Pertumbuhan ekonomi Aceh pada Triwulan II-2023 tetap stabil dan tercatat sebesar 4,37 persen (yoy) dan sedikit lebih rendah dari periode Triwulan I-2023 sebesar 4,63 persen (yoy), namun diikuti dengan inflasi yang terkendali di bulan Juli 2023 sebesar 2,02 persen (yoy) lebih rendah dari inflasi Juni 2023 sebesar 2,70 persen (yoy).
Hal itu disampaikan oleh Kepala OJK Aceh Yusri Sabtu malam (19/8/2023) kepada awak media saat pemaparan kinerja keuangan Perbankan di Aceh Semester I 2023 di Takengon, Aceh Tengah.
Menurut Yusri, kondisi tersebut menjadi salah satu sebab Lembaga Jasa Keuangan semakin percaya diri untuk mengoptimalkan pemasaran produk dan fungsi intermediasi.
Di sisi lain, OJK Aceh juga senantiasa menjaga aspek perlindungan konsumen serta melakukan program literasi dan inklusi keuangan melalui ekosistem keuangan inklusif di daerah 3T (tertinggal, terdepan, dan terluar) dan mendorong akses keuangan terhadap pelajar/santri dan pemuda di Aceh serta porsi pembiayaan UMKM relatif tumbuh dari bulan sebelumnya (Juni 2023).
Kinerja intermediasi Bank Umum Syariah (BUS) di Aceh senantiasa tumbuh, dimana pada Juni 2023 pembiayaan tumbuh 10,52 persen yoy menjadi Rp 36,10 triliun dan tumbuh 1,49 persen dari Mei 2023 sebesar Rp 35,57 triliun.
Total aset perbankan Aceh mengalami penurunan pada Juni 2023 yakni Rp 52,663 triliun dibandingkan dengan Mei 2023 yang mencapai Rp 52,938 triliun.

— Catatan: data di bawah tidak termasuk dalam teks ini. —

//! Scoped rendering session
//!
//! A [`RenderSession`] owns the renderer for the length of a run. The body of
//! the run is wrapped with [`catching`], and [`RenderSession::finish`] closes
//! the session exactly once before handing back the body's result (or
//! resuming its panic):
//!
//! ```ignore
//! let mut session = RenderSession::open(renderer);
//! let outcome = catching(crawl(session.renderer_mut())).await;
//! let result = session.finish(outcome).await;
//! ```

use futures::future::CatchUnwind;
use futures::FutureExt;
use std::future::Future;
use std::panic::AssertUnwindSafe;

use crate::render::PageRenderer;

/// Outcome of a body future run under [`catching`]
pub type Outcome<T> = std::thread::Result<T>;

/// Catch a panic raised while polling `body`
pub fn catching<F: Future>(body: F) -> CatchUnwind<AssertUnwindSafe<F>> {
    AssertUnwindSafe(body).catch_unwind()
}

pub struct RenderSession<R: PageRenderer> {
    renderer: R,
    closed: bool,
}

impl<R: PageRenderer> RenderSession<R> {
    pub fn open(renderer: R) -> Self {
        tracing::debug!("Rendering session opened");
        Self {
            renderer,
            closed: false,
        }
    }

    pub fn is_closed(&self) -> bool {
        self.closed
    }

    pub fn renderer_mut(&mut self) -> &mut R {
        &mut self.renderer
    }

    /// Close the session and unwrap the body's outcome
    ///
    /// A caught panic is resumed after the session has been closed.
    pub async fn finish<T>(mut self, outcome: Outcome<T>) -> T {
        self.close().await;

        match outcome {
            Ok(value) => value,
            Err(panic) => {
                tracing::error!("Crawl body panicked; session closed before unwinding");
                std::panic::resume_unwind(panic)
            }
        }
    }

    /// Close the renderer; later calls are no-ops
    pub async fn close(&mut self) {
        if self.closed {
            return;
        }
        self.closed = true;

        match self.renderer.close().await {
            Ok(()) => tracing::debug!("Rendering session closed"),
            Err(e) => tracing::warn!(error = %e, "Failed to close rendering session"),
        }
    }
}

impl<R: PageRenderer> Drop for RenderSession<R> {
    fn drop(&mut self) {
        if !self.closed {
            tracing::warn!("Rendering session dropped without being closed");
        }
    }
}
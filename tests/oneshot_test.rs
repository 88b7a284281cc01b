//! One-shot fetch tests

mod common;

use serde_json::json;

use common::{load_fixture, post_url, FakeRenderer};
use gallwatch::crawler::fetch_once;

#[tokio::test]
async fn test_fetch_once_success() {
    let url = post_url(101);
    let renderer = FakeRenderer::new().with_page(&url, load_fixture("post_with_comments.html"));
    let probe = renderer.clone();

    let response = fetch_once(renderer, &url).await;

    assert_eq!(response.status_code, 200);
    assert_eq!(
        response.body,
        json!({
            "url": url,
            "title": "레이드 공략 후기",
            "comments": ["공략 감사합니다", "ㅊㅊ", "공략 감사합니다"],
        })
    );
    assert_eq!(probe.close_count(), 1);
}

#[tokio::test]
async fn test_fetch_once_without_comments() {
    let url = post_url(100);
    let renderer = FakeRenderer::new().with_page(&url, load_fixture("post_no_comments.html"));

    let response = fetch_once(renderer, &url).await;

    assert!(response.is_success());
    assert_eq!(response.body["title"], "hello");
    assert_eq!(response.body["comments"], json!([]));
}

#[tokio::test]
async fn test_fetch_once_navigation_error() {
    let url = post_url(404);
    let renderer = FakeRenderer::new();
    let probe = renderer.clone();

    let response = fetch_once(renderer, &url).await;

    assert_eq!(response.status_code, 500);
    let message = response.body["error"].as_str().unwrap();
    assert!(message.contains("404"), "unexpected error message: {message}");
    assert_eq!(probe.close_count(), 1);
}

#[tokio::test]
async fn test_fetch_once_panic_becomes_error_payload() {
    let url = post_url(7);
    let renderer = FakeRenderer::new()
        .with_page(&url, load_fixture("post_no_comments.html"))
        .panicking_on(&url);
    let probe = renderer.clone();

    let response = fetch_once(renderer, &url).await;

    assert_eq!(response.status_code, 500);
    assert!(response.body["error"]
        .as_str()
        .unwrap()
        .contains("renderer crashed"));
    assert_eq!(probe.close_count(), 1);
}
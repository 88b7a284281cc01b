use anyhow::{Context, Result};
use chrono::{NaiveDate, NaiveDateTime, NaiveTime};
use std::path::PathBuf;

use gallwatch::config::Config;
use gallwatch::crawler::Crawler;
use gallwatch::render::{CancelHandle, HttpRenderer};

/// Run tunables taken from the command line
#[derive(Debug, Clone)]
pub struct CrawlParams {
    pub months_back: u32,
    pub max_pages: u32,
    pub reference_date: Option<NaiveDate>,
    pub listing_url: Option<String>,
    pub output_dir: Option<PathBuf>,
    pub stop_after_empty_pages: Option<u32>,
}

pub async fn crawl(mut config: Config, params: CrawlParams) -> Result<()> {
    if let Some(url) = params.listing_url {
        config.board.listing_url = url;
    }
    if let Some(dir) = params.output_dir {
        config.output.dir = dir;
    }
    if params.stop_after_empty_pages.is_some() {
        config.crawler.stop_after_empty_pages = params.stop_after_empty_pages;
    }
    config.validate().context("Invalid configuration")?;

    let reference = reference_instant(params.reference_date);

    println!("Starting board crawl");
    println!("====================");
    println!("Listing: {}", config.board.listing_url);
    println!("Months back: {}", params.months_back);
    println!("Max pages: {}", params.max_pages);
    println!("Reference: {reference}");

    let crawler = Crawler::new(&config).context("Failed to create crawler")?;
    let renderer = HttpRenderer::new(&config).context("Failed to create HTTP renderer")?;

    // Ctrl-C cancels in-flight navigation; collected records are still flushed
    let (handle, token) = CancelHandle::new();
    tokio::spawn(async move {
        if tokio::signal::ctrl_c().await.is_ok() {
            tracing::warn!("Interrupt received, cancelling crawl");
            handle.cancel();
        }
    });

    let report = crawler
        .run(renderer, params.months_back, params.max_pages, reference, token)
        .await
        .with_context(|| {
            format!(
                "Crawl aborted (partial results in {})",
                crawler.output_path(params.months_back).display()
            )
        })?;

    let stats = &report.stats;
    println!("\nCrawl Summary");
    println!("=============");
    println!("Cutoff: {}", report.cutoff);
    println!(
        "Pages scanned: {} (failed: {})",
        stats.pages_scanned, stats.pages_failed
    );
    println!("Recent posts found: {}", stats.candidates);
    println!(
        "Dropped: {} foreign, {} undated, {} too old",
        stats.foreign_links, stats.unparsable_dates, stats.expired
    );
    println!(
        "Posts visited: {} (failed: {}, {:.1}%)",
        stats.posts_visited,
        stats.posts_failed,
        stats.failure_rate()
    );
    println!("Records written: {}", stats.records);
    println!("Output file: {}", report.output_path.display());

    Ok(())
}

fn reference_instant(date: Option<NaiveDate>) -> NaiveDateTime {
    match date {
        Some(date) => date.and_time(NaiveTime::MIN),
        None => chrono::Local::now().naive_local(),
    }
}
//! Tests for config module

use serial_test::serial;
use std::io::Write;
use std::path::{Path, PathBuf};
use tempfile::NamedTempFile;

use gallwatch::config::Config;

const ENV_VARS: &[&str] = &[
    "GALLWATCH_RATE_LIMIT",
    "GALLWATCH_MAX_RETRIES",
    "GALLWATCH_USER_AGENT",
    "GALLWATCH_LISTING_URL",
    "GALLWATCH_OUTPUT_DIR",
    "GALLWATCH_LOG_FORMAT",
];

fn clear_env() {
    for name in ENV_VARS {
        std::env::remove_var(name);
    }
}

#[test]
fn test_config_file_exists() {
    let config_path = Path::new("config.toml");
    assert!(
        config_path.exists(),
        "config.toml should exist in project root"
    );
}

#[test]
fn test_config_toml_matches_defaults() {
    let config = Config::from_file(Path::new("config.toml")).expect("config.toml should parse");
    let defaults = Config::default();

    assert!(config.validate().is_ok());
    assert_eq!(config.board.listing_url, defaults.board.listing_url);
    assert_eq!(config.selectors.comment, defaults.selectors.comment);
    assert_eq!(config.output.file_prefix, "wow_reviews");
    assert_eq!(config.crawler.stop_after_empty_pages, None);
}

#[test]
fn test_from_file_partial() {
    let mut file = NamedTempFile::new().unwrap();
    writeln!(
        file,
        r#"
[crawler]
min_delay_ms = 0
max_delay_ms = 0
stop_after_empty_pages = 2

[output]
dir = "/tmp/gallwatch"
"#
    )
    .unwrap();

    let config = Config::from_file(file.path()).unwrap();
    assert_eq!(config.crawler.min_delay_ms, 0);
    assert_eq!(config.crawler.stop_after_empty_pages, Some(2));
    assert_eq!(config.output.dir, PathBuf::from("/tmp/gallwatch"));
    assert_eq!(config.crawler.rate_limit, 2);
}

#[test]
fn test_from_file_rejects_bad_toml() {
    let mut file = NamedTempFile::new().unwrap();
    writeln!(file, "[crawler\nrate_limit = ").unwrap();

    let err = Config::from_file(file.path()).unwrap_err();
    assert!(format!("{err:#}").contains("Failed to parse TOML config file"));
}

#[test]
fn test_from_file_missing() {
    assert!(Config::from_file(Path::new("does-not-exist.toml")).is_err());
}

#[test]
#[serial]
fn test_env_overrides() {
    clear_env();
    std::env::set_var("GALLWATCH_RATE_LIMIT", "7");
    std::env::set_var("GALLWATCH_MAX_RETRIES", "1");
    std::env::set_var("GALLWATCH_USER_AGENT", "gallwatch-test/1.0");
    std::env::set_var(
        "GALLWATCH_LISTING_URL",
        "https://gall.dcinside.com/mgallery/board/lists/?id=wow",
    );
    std::env::set_var("GALLWATCH_OUTPUT_DIR", "/tmp/out");

    let config = Config::from_env();
    clear_env();

    assert_eq!(config.crawler.rate_limit, 7);
    assert_eq!(config.crawler.max_retries, 1);
    assert_eq!(config.crawler.user_agent.as_deref(), Some("gallwatch-test/1.0"));
    assert_eq!(
        config.board.listing_url,
        "https://gall.dcinside.com/mgallery/board/lists/?id=wow"
    );
    assert_eq!(config.output.dir, PathBuf::from("/tmp/out"));
}

#[test]
#[serial]
fn test_env_ignores_unparsable_values() {
    clear_env();
    std::env::set_var("GALLWATCH_RATE_LIMIT", "fast");
    std::env::set_var("GALLWATCH_LOG_FORMAT", "   ");

    let config = Config::from_env();
    clear_env();

    assert_eq!(config.crawler.rate_limit, 2);
    assert_eq!(config.logging.format, "text");
}

#[test]
#[serial]
fn test_env_applies_over_file() {
    clear_env();
    let mut file = NamedTempFile::new().unwrap();
    writeln!(file, "[crawler]\nrate_limit = 4\nmax_retries = 5").unwrap();
    std::env::set_var("GALLWATCH_RATE_LIMIT", "9");

    let mut config = Config::from_file(file.path()).unwrap();
    config.apply_env();
    clear_env();

    assert_eq!(config.crawler.rate_limit, 9);
    assert_eq!(config.crawler.max_retries, 5);
}
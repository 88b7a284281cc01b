//! Text extraction and cleanup for rendered elements
//!
//! `inner_text` approximates what a browser reports as an element's rendered
//! text: `<br>` and block-level boundaries become line breaks, script and
//! style content is skipped. [`sanitize_text`] then cleans the result.

use regex::Regex;
use scraper::node::Node;
use scraper::ElementRef;
use std::sync::LazyLock;

static WHITESPACE_REGEX: LazyLock<Regex> = LazyLock::new(|| Regex::new(r"[ \t\u{a0}]+").unwrap());

static MULTI_NEWLINE_REGEX: LazyLock<Regex> = LazyLock::new(|| Regex::new(r"\n{3,}").unwrap());

const BLOCK_ELEMENTS: &[&str] = &[
    "address", "article", "aside", "blockquote", "dd", "div", "dl", "dt", "figcaption",
    "figure", "footer", "form", "h1", "h2", "h3", "h4", "h5", "h6", "header", "hr", "li",
    "main", "nav", "ol", "p", "pre", "section", "table", "tr", "ul",
];

const SKIPPED_ELEMENTS: &[&str] = &["script", "style", "noscript", "template"];

/// Rendered text of an element, already sanitized
pub fn inner_text(element: ElementRef<'_>) -> String {
    let mut buffer = String::new();
    collect_text(element, &mut buffer);
    sanitize_text(&buffer)
}

fn collect_text(element: ElementRef<'_>, buffer: &mut String) {
    for child in element.children() {
        match child.value() {
            Node::Text(text) => buffer.push_str(text),
            Node::Element(el) => {
                let name = el.name();
                if SKIPPED_ELEMENTS.contains(&name) {
                    continue;
                }
                if name == "br" {
                    buffer.push('\n');
                    continue;
                }
                let block = BLOCK_ELEMENTS.contains(&name);
                if block {
                    buffer.push('\n');
                }
                if let Some(child_el) = ElementRef::wrap(child) {
                    collect_text(child_el, buffer);
                }
                if block {
                    buffer.push('\n');
                }
            }
            _ => {}
        }
    }
}

/// Sanitize extracted text content
///
/// 1. Remove zero-width characters
/// 2. Remove control characters (except newline/tab)
/// 3. Normalize runs of spaces and tabs
/// 4. Trim each line
/// 5. Collapse three or more newlines into a blank line
pub fn sanitize_text(text: &str) -> String {
    let result = remove_zero_width(text);
    let result = remove_control_chars(&result);
    let result = WHITESPACE_REGEX.replace_all(&result, " ");
    let result = trim_lines(&result);
    let result = MULTI_NEWLINE_REGEX.replace_all(&result, "\n\n");

    result.trim().to_string()
}

/// Remove zero-width spaces, directional marks and the BOM
pub fn remove_zero_width(text: &str) -> String {
    text.chars()
        .filter(|c| {
            !matches!(*c,
                '\u{200B}'..='\u{200F}' |
                '\u{2028}'..='\u{202F}' |
                '\u{FEFF}'
            )
        })
        .collect()
}

/// Remove control characters except newline and tab
pub fn remove_control_chars(text: &str) -> String {
    text.chars()
        .filter(|c| !c.is_control() || *c == '\n' || *c == '\t')
        .collect()
}

/// Trim whitespace from each line
pub fn trim_lines(text: &str) -> String {
    text.lines()
        .map(|line| line.trim())
        .collect::<Vec<_>>()
        .join("\n")
}
use anyhow::{Context, Result};

use gallwatch::config::Config;
use gallwatch::crawler::{fetch_once_with, PostExtractor};
use gallwatch::render::{CancelToken, HttpRenderer};

pub async fn fetch(config: Config, url: String) -> Result<()> {
    let renderer = HttpRenderer::new(&config).context("Failed to create HTTP renderer")?;
    let extractor = PostExtractor::new(&config.selectors, config.navigation_timeout())
        .context("Invalid post selectors")?;

    let response = fetch_once_with(renderer, &extractor, &url, &CancelToken::never()).await;

    println!("{}", serde_json::to_string_pretty(&response)?);

    if !response.is_success() {
        tracing::warn!(url = %url, status = response.status_code, "Fetch returned an error payload");
    }
    Ok(())
}
//! Persistence of crawl results
//!
//! Records are written as a single JSON array per run, named after the
//! lookback window.

pub mod sink;

pub use sink::{output_path, ResultSink};
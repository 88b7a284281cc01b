//! Trailing time window used to decide which listing posts are crawled
//!
//! Board listings render dates in several shapes depending on the age of the
//! post (`13:45` for today, `02.20` or `01/20` for this year, `25/01/20` or a
//! full `2025-01-20 13:45:12` timestamp otherwise). Everything is normalized
//! into `YYYY-MM-DD[ HH:MM[:SS]]` before it is parsed and compared with the
//! window cutoff.

use chrono::{Datelike, Months, NaiveDate, NaiveDateTime, NaiveTime};
use regex::Regex;
use std::sync::LazyLock;

use crate::utils::error::DateParseError;

/// Placeholder used when a listing row carries no date at all
pub const NO_DATE: &str = "날짜 없음";

static FULL_DATE: LazyLock<Regex> = LazyLock::new(|| {
    Regex::new(r"^(\d{4})[-./](\d{1,2})[-./](\d{1,2})(?:[ T]+(\d{1,2}):(\d{2})(?::(\d{2}))?)?$")
        .unwrap()
});

static SHORT_YEAR_DATE: LazyLock<Regex> =
    LazyLock::new(|| Regex::new(r"^(\d{2})[./](\d{1,2})[./](\d{1,2})$").unwrap());

static MONTH_DAY: LazyLock<Regex> =
    LazyLock::new(|| Regex::new(r"^(\d{1,2})[./](\d{1,2})$").unwrap());

static TIME_ONLY: LazyLock<Regex> =
    LazyLock::new(|| Regex::new(r"^(\d{1,2}):(\d{2})$").unwrap());

/// Reference instant plus lookback, with the derived cutoff
#[derive(Debug, Clone, Copy, PartialEq, Eq)]
pub struct CrawlWindow {
    reference: NaiveDateTime,
    months_back: u32,
    cutoff: NaiveDateTime,
}

impl CrawlWindow {
    pub fn new(reference: NaiveDateTime, months_back: u32) -> Self {
        Self {
            reference,
            months_back,
            cutoff: compute_cutoff(reference, months_back),
        }
    }

    /// Window anchored at midnight of `date`
    pub fn starting_on(date: NaiveDate, months_back: u32) -> Self {
        Self::new(date.and_time(NaiveTime::MIN), months_back)
    }

    pub fn reference(&self) -> NaiveDateTime {
        self.reference
    }

    pub fn months_back(&self) -> u32 {
        self.months_back
    }

    pub fn cutoff(&self) -> NaiveDateTime {
        self.cutoff
    }

    pub fn contains(&self, candidate: Option<NaiveDateTime>) -> bool {
        is_in_window(candidate, self.cutoff)
    }

    /// Normalize and parse a listing date relative to this window's reference
    pub fn resolve(&self, raw: &str) -> (String, Result<NaiveDateTime, DateParseError>) {
        let normalized = normalize_listing_date(raw, self.reference);
        let parsed = parse_normalized_date(&normalized);
        (normalized, parsed)
    }
}

/// Shift `reference` back by `months_back` calendar months
///
/// Day-of-month overflow is clamped to the last day of the target month.
/// Lookbacks that leave chrono's representable range saturate at the minimum.
pub fn compute_cutoff(reference: NaiveDateTime, months_back: u32) -> NaiveDateTime {
    reference
        .checked_sub_months(Months::new(months_back))
        .unwrap_or(NaiveDateTime::MIN)
}

/// `false` for unparsed dates, otherwise `candidate >= cutoff`
pub fn is_in_window(candidate: Option<NaiveDateTime>, cutoff: NaiveDateTime) -> bool {
    candidate.is_some_and(|date| date >= cutoff)
}

/// Bring a listing date into `YYYY-MM-DD[ HH:MM[:SS]]` form
///
/// Unrecognized input is returned trimmed and unchanged so that parsing
/// rejects it later.
pub fn normalize_listing_date(raw: &str, reference: NaiveDateTime) -> String {
    let raw = raw.trim();

    if let Some(caps) = FULL_DATE.captures(raw) {
        let date = format!("{}-{:0>2}-{:0>2}", &caps[1], &caps[2], &caps[3]);
        return match (caps.get(4), caps.get(5), caps.get(6)) {
            (Some(h), Some(m), Some(s)) => {
                format!("{date} {:0>2}:{}:{}", h.as_str(), m.as_str(), s.as_str())
            }
            (Some(h), Some(m), None) => format!("{date} {:0>2}:{}", h.as_str(), m.as_str()),
            _ => date,
        };
    }

    if let Some(caps) = SHORT_YEAR_DATE.captures(raw) {
        let century = reference.year() / 100 * 100;
        let year = century + caps[1].parse::<i32>().unwrap_or_default();
        return format!("{year:04}-{:0>2}-{:0>2}", &caps[2], &caps[3]);
    }

    if let Some(caps) = MONTH_DAY.captures(raw) {
        return format!("{:04}-{:0>2}-{:0>2}", reference.year(), &caps[1], &caps[2]);
    }

    if let Some(caps) = TIME_ONLY.captures(raw) {
        return format!("{} {:0>2}:{}", reference.format("%Y-%m-%d"), &caps[1], &caps[2]);
    }

    raw.to_string()
}

/// Parse a normalized listing date; date-only values resolve to midnight
pub fn parse_normalized_date(text: &str) -> Result<NaiveDateTime, DateParseError> {
    for format in ["%Y-%m-%d %H:%M:%S", "%Y-%m-%d %H:%M"] {
        if let Ok(parsed) = NaiveDateTime::parse_from_str(text, format) {
            return Ok(parsed);
        }
    }

    NaiveDate::parse_from_str(text, "%Y-%m-%d")
        .map(|date| date.and_time(NaiveTime::MIN))
        .map_err(|_| DateParseError::new(text))
}

#[cfg(test)]
mod tests {
    use super::*;

    fn at(y: i32, m: u32, d: u32) -> NaiveDateTime {
        NaiveDate::from_ymd_opt(y, m, d)
            .unwrap()
            .and_time(NaiveTime::MIN)
    }

    #[test]
    fn test_cutoff_one_month() {
        assert_eq!(compute_cutoff(at(2025, 2, 24), 1), at(2025, 1, 24));
    }

    #[test]
    fn test_cutoff_clamps_day_of_month() {
        assert_eq!(compute_cutoff(at(2025, 3, 31), 1), at(2025, 2, 28));
        assert_eq!(compute_cutoff(at(2024, 3, 31), 1), at(2024, 2, 29));
        assert_eq!(compute_cutoff(at(2025, 5, 31), 3), at(2025, 2, 28));
    }

    #[test]
    fn test_cutoff_zero_months_is_reference() {
        assert_eq!(compute_cutoff(at(2025, 2, 24), 0), at(2025, 2, 24));
    }

    #[test]
    fn test_cutoff_crosses_year() {
        assert_eq!(compute_cutoff(at(2025, 2, 24), 14), at(2023, 12, 24));
    }

    #[test]
    fn test_is_in_window_boundary() {
        let cutoff = at(2025, 1, 24);
        assert!(is_in_window(Some(at(2025, 1, 24)), cutoff));
        assert!(is_in_window(Some(at(2025, 2, 1)), cutoff));
        assert!(!is_in_window(Some(at(2025, 1, 23)), cutoff));
        assert!(!is_in_window(None, cutoff));
        assert!(!is_in_window(None, NaiveDateTime::MIN));
    }

    #[test]
    fn test_normalize_full_forms() {
        let reference = at(2025, 2, 24);
        assert_eq!(normalize_listing_date("2025-02-01", reference), "2025-02-01");
        assert_eq!(
            normalize_listing_date("2025-02-20 13:45:12", reference),
            "2025-02-20 13:45:12"
        );
        assert_eq!(
            normalize_listing_date("2025.2.3 9:05", reference),
            "2025-02-03 09:05"
        );
        assert_eq!(
            normalize_listing_date("  2024/12/31  ", reference),
            "2024-12-31"
        );
    }

    #[test]
    fn test_normalize_short_forms() {
        let reference = at(2025, 2, 24);
        assert_eq!(normalize_listing_date("01/20", reference), "2025-01-20");
        assert_eq!(normalize_listing_date("02.03", reference), "2025-02-03");
        assert_eq!(normalize_listing_date("24/12/31", reference), "2024-12-31");
        assert_eq!(normalize_listing_date("24.12.31", reference), "2024-12-31");
        assert_eq!(normalize_listing_date("9:05", reference), "2025-02-24 09:05");
    }

    #[test]
    fn test_normalize_leaves_unknown_text() {
        let reference = at(2025, 2, 24);
        assert_eq!(normalize_listing_date(NO_DATE, reference), NO_DATE);
        assert_eq!(normalize_listing_date("어제", reference), "어제");
    }

    #[test]
    fn test_parse_normalized_date() {
        assert_eq!(parse_normalized_date("2025-02-01").unwrap(), at(2025, 2, 1));
        assert_eq!(
            parse_normalized_date("2025-02-20 13:45").unwrap(),
            at(2025, 2, 20).date().and_hms_opt(13, 45, 0).unwrap()
        );
        assert_eq!(
            parse_normalized_date("2025-02-20 13:45:12").unwrap(),
            at(2025, 2, 20).date().and_hms_opt(13, 45, 12).unwrap()
        );
        assert!(parse_normalized_date("2025-02-30").is_err());
        assert!(parse_normalized_date(NO_DATE).is_err());
    }

    #[test]
    fn test_window_scenario() {
        let window = CrawlWindow::starting_on(NaiveDate::from_ymd_opt(2025, 2, 24).unwrap(), 1);
        assert_eq!(window.cutoff(), at(2025, 1, 24));

        let (normalized, parsed) = window.resolve("01/20");
        assert_eq!(normalized, "2025-01-20");
        assert!(!window.contains(parsed.ok()));

        let (normalized, parsed) = window.resolve("2025-02-01");
        assert_eq!(normalized, "2025-02-01");
        assert!(window.contains(parsed.ok()));

        let (_, parsed) = window.resolve(NO_DATE);
        assert!(parsed.is_err());
        assert!(!window.contains(parsed.ok()));
    }
}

Finance to Deposit Ratio (FDR) BUS di Aceh pada Juni 2023 tercatat 92,90 persen atau lebih tinggi dari FDR BU nasional sebesar 82,75 persen selain disebabkan peningkatan pembiayaan juga karena Dana Pihak Ketiga (DPK) sedikit turun sebesar 0,31 persen (mtm) dari Rp 38,98 triliun menjadi Rp 38,86 triliun.